The city-scale research team recently published a paper in the Cambridge Journal of Data-Centric Engineering that uses innovative sources of real-world data to calibrate a widely used empirical relationship in traffic engineering [1]. The paper aims to address the difficulty of calibrating the macroscopic relationship between traffic volume and speed. Specifically, it combines the traffic volume data from Transport for London’s Automated Traffic Counters (Figure 1a) and the travel time data from Google Maps’ Directions API (Figure 1b), at corresponding times and locations in the Greater London Area. Based on it, three mathematical models are compared regarding their fitting to the observed data (Figure 2). Overall, the methodology approach proposed in this paper demonstrates the possibility of gaining a more context-specific understanding of the city-scale road network at more fine-grained resolutions. This would benefit the transportation planning by pinpointing the bottlenecks in fast-changing traffic environments (e.g., identifying locations with lower capacity than designed, or locations that are sensitive to increasing demand). However, limited by the availability of the traffic volume data and the increasing difficulty/cost of obtaining crowd-sourced data from vendors such as Google Maps, there is still a need for more open data and technology innovations to scale the approach up to cover the whole city.

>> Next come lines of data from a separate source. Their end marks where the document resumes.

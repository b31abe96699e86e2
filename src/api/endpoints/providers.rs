//! Provider endpoints: `GET|POST /api/providers`.

use axum::extract::State;
use axum::http::StatusCode;
use axum::{Extension, Json};

use crate::api::error::ApiError;
use crate::api::types::{ApiContext, TenantContext};
use crate::models::Provider;
use crate::service::NewProvider;

pub async fn list(
    State(ctx): State<ApiContext>,
    Extension(tenant): Extension<TenantContext>,
) -> Result<Json<Vec<Provider>>, ApiError> {
    Ok(Json(ctx.service.list_providers(&tenant.tenant_id)?))
}

pub async fn create(
    State(ctx): State<ApiContext>,
    Extension(tenant): Extension<TenantContext>,
    Json(req): Json<NewProvider>,
) -> Result<(StatusCode, Json<Provider>), ApiError> {
    let provider = ctx.service.create_provider(&tenant.tenant_id, req)?;
    Ok((StatusCode::CREATED, Json(provider)))
}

[1] Casey, G., Zhao, B., Kumar, K., & Soga, K. (2020). Context-specific volume–delay curves by combining crowd-sourced traffic data with automated traffic counters: A case study for London. Data-Centric Engineering,1, E18. doi:10.1017/dce.2020.18


(a) Traffic volume

(b) Travel times
Figure 1. Example of the empirical data of the Royal Parade road, London (A208).



Figure 2. Fitting the observed data with three regression models at three sites.